Yah ... nggak cuman gue yang dia punya aja udah horor ngebayangin ngelawan mama. Huuu ... pasti gue jadi batu kayak Malin Kundang, posisinya juga bakal memalukan pas jadi patungnya, nggak mungkin biasa aja. Mama kayaknya bisa kejam banget kalau sampai nyumpahin, mungkin nggak akan jadi batu, jadi kecebong, atau .... "Nggak," jawab gue cepat.
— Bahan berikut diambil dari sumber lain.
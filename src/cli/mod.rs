//! CLI subcommand definitions and handlers.
//!
//! Implements a git-like subcommand architecture:
//! - `rangescan hosts <target>` - Sweep a target for live hosts
//! - `rangescan ports <ip>` - Probe a port set on one host
//! - `rangescan serve` - Run the JSON endpoints

mod hosts;
mod ports;
mod serve;

pub use hosts::HostsCommand;
pub use ports::PortsCommand;
pub use serve::ServeCommand;

use crate::config::Settings;
use crate::error::CliResult;
use crate::output;
use crate::scanner::StopSignal;
use clap::{Parser, Subcommand};
use indicatif::{ProgressBar, ProgressStyle};
use std::path::PathBuf;
use tracing::debug;

/// rangescan - host discovery and port probing for small IPv4 ranges.
///
/// Sweeps single addresses, dash ranges and CIDR blocks down to /24 for live
/// hosts (ICMP first, TCP connect when ping is unavailable) and probes preset
/// or custom port sets on a single host.
#[derive(Parser, Debug)]
#[command(name = "rangescan")]
#[command(version = env!("CARGO_PKG_VERSION"))]
#[command(about = "Host discovery and port probing for small IPv4 ranges", long_about = None)]
#[command(propagate_version = true)]
pub struct Cli {
    /// Subcommand to execute
    #[command(subcommand)]
    pub command: Commands,

    /// Enable verbose output (debug logs and a progress bar)
    #[arg(short, long, global = true)]
    pub verbose: bool,

    /// Suppress non-essential output
    #[arg(short, long, global = true, conflicts_with = "verbose")]
    pub quiet: bool,

    /// Path to a custom settings file
    #[arg(long, global = true, value_name = "PATH")]
    pub config: Option<PathBuf>,
}

impl Cli {
    /// Load settings from `--config` or the default location.
    pub fn load_settings(&self) -> CliResult<Settings> {
        let settings = match &self.config {
            Some(path) => Settings::load_from(path)?,
            None => Settings::load()?,
        };
        Ok(settings)
    }

    /// Run the selected subcommand.
    pub async fn execute(&self, settings: Settings) -> CliResult<()> {
        match &self.command {
            Commands::Hosts(cmd) => cmd.execute(settings, self.verbose, self.quiet).await,
            Commands::Ports(cmd) => cmd.execute(settings, self.verbose, self.quiet).await,
            Commands::Serve(cmd) => cmd.execute(settings, self.quiet).await,
        }
    }
}

/// Available subcommands.
#[derive(Subcommand, Debug)]
pub enum Commands {
    /// Find live hosts in an address, range or CIDR block
    #[command(alias = "h")]
    Hosts(HostsCommand),

    /// Probe a set of TCP ports on one host
    #[command(alias = "p")]
    Ports(PortsCommand),

    /// Serve the scan-hosts and scan-ports endpoints
    Serve(ServeCommand),
}

/// Output format for results.
#[derive(Debug, Clone, Copy, PartialEq, Eq, Default, clap::ValueEnum)]
pub enum OutputFormat {
    /// Human-readable plain text
    #[default]
    Plain,
    /// JSON, identical to the HTTP response body
    Json,
}

impl std::fmt::Display for OutputFormat {
    fn fmt(&self, f: &mut std::fmt::Formatter<'_>) -> std::fmt::Result {
        match self {
            Self::Plain => write!(f, "plain"),
            Self::Json => write!(f, "json"),
        }
    }
}

/// Stop signal that fires on the first Ctrl-C.
fn stop_on_ctrl_c() -> StopSignal {
    let stop = StopSignal::new();
    let handle = stop.clone();
    tokio::spawn(async move {
        if tokio::signal::ctrl_c().await.is_ok() {
            debug!("interrupt received");
            output::print_warning("interrupted, finishing the current batch");
            handle.stop();
        }
    });
    stop
}

/// Progress bar shown in verbose mode.
fn progress_bar(len: usize) -> ProgressBar {
    let pb = ProgressBar::new(len as u64);
    if let Ok(style) = ProgressStyle::default_bar()
        .template("{spinner:.green} [{elapsed_precise}] [{bar:40.cyan/blue}] {pos}/{len} ({percent}%) {msg}")
    {
        pb.set_style(style.progress_chars("=>-"));
    }
    pb
}

#[cfg(test)]
mod tests {
    use super::*;
    use clap::CommandFactory;
    use std::net::SocketAddr;
    use std::time::Duration;

    #[test]
    fn test_cli_definition() {
        Cli::command().debug_assert();
    }

    #[test]
    fn test_parse_hosts() {
        let cli = Cli::try_parse_from([
            "rangescan", "hosts", "10.0.0.0/24", "--timeout", "500", "--batch-size", "20", "-o", "json",
        ])
        .unwrap();

        match cli.command {
            Commands::Hosts(cmd) => {
                assert_eq!(cmd.target, "10.0.0.0/24");
                assert_eq!(cmd.timeout, Some(500));
                assert_eq!(cmd.batch_size, Some(20));
                assert_eq!(cmd.output, OutputFormat::Json);
            }
            other => panic!("unexpected command: {other:?}"),
        }
    }

    #[test]
    fn test_parse_ports_and_globals() {
        let cli = Cli::try_parse_from([
            "rangescan", "-v", "ports", "127.0.0.1", "--preset", "extended", "--config", "/tmp/s.json",
        ])
        .unwrap();

        assert!(cli.verbose);
        assert_eq!(cli.config, Some(PathBuf::from("/tmp/s.json")));
        match cli.command {
            Commands::Ports(cmd) => {
                assert_eq!(cmd.ip, "127.0.0.1");
                assert_eq!(cmd.preset, Some(crate::types::PortPreset::All));
                assert_eq!(cmd.output, OutputFormat::Plain);
            }
            other => panic!("unexpected command: {other:?}"),
        }
    }

    #[test]
    fn test_parse_serve() {
        let cli = Cli::try_parse_from(["rangescan", "serve", "--listen", "0.0.0.0:9000"]).unwrap();
        match cli.command {
            Commands::Serve(cmd) => {
                assert_eq!(cmd.listen, Some("0.0.0.0:9000".parse::<SocketAddr>().unwrap()));
            }
            other => panic!("unexpected command: {other:?}"),
        }
    }

    #[test]
    fn test_verbose_conflicts_with_quiet() {
        assert!(Cli::try_parse_from(["rangescan", "-v", "-q", "hosts", "10.0.0.1"]).is_err());
    }

    #[test]
    fn test_load_settings_from_file() {
        let dir = tempfile::tempdir().unwrap();
        let path = dir.path().join("settings.json");
        std::fs::write(&path, r#"{"host_batch_size": 25}"#).unwrap();

        let cli = Cli::try_parse_from([
            "rangescan",
            "--config",
            path.to_str().unwrap(),
            "hosts",
            "10.0.0.1",
        ])
        .unwrap();
        let settings = cli.load_settings().unwrap();
        assert_eq!(settings.host_batch_size, 25);
        assert_eq!(settings.port_timeout_ms, Duration::from_secs(3).as_millis() as u64);
    }
}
Tapi mama kayaknya nggak akan ekstrem banget sampai ngejodohin dengan orang yang nggak gue mau. Kalau dia gitu, udah kawin kali gue sama Kiki begitu akil balig.

"Jadi sebaiknya kita reschedule," katanya. "Aku lagi sama bundaku, dia lagi nanya ke bagian informasi. Saya ... kamu tetap akan nemuin Kiki, kan?"

"Niatnya kan bertiga, kalau enggak sama aja."

"Temuin aja kalau kamu ada waktu, aku agak khawatir sama dia. Siapa tau kalau kamu bisa bujuk, aku udah boleh nemuin dia sebelum berangkat kerja."

Gue mikir-mikir. "Okelah, aku juga udah siap pergi." Kalau kelamaan di rumah lama-lama bisa disuruh nyetrika sama mama. "Kalau dibiarin kelamaan takutnya kemasukan setan. Tapi ... soal Luna gimana? Kalau dia nggak mau ngebiarin Kak Juna sama Kiki begitu aja, takutnya dia lebih nekat dari ini. Aku nggak mau Kiki kenapa-kenapa."

"Menurutmu gimana?"

"Lah kok malah menurutku?"

"Terus terang ... aku juga bingung. Kalau bundaku nggak ikut campur, aku bisa abaikan Luna begitu aja. Tapi ... masalahnya ini ...."

"Aku tahu bunda Kak Juna penting, tapi buatku Kiki juga penting. Gini ajalah ... aku coba bicara sama Kiki dulu dia maunya gimana, tapi aku nggak janjiin apa-apa. Apa pun yang Kiki mau, aku dukung. Tinggal di Kak Junanya, soalnya kalau cewek itu ngapa-ngapain Kiki lagi, aku nggak akan diem aja."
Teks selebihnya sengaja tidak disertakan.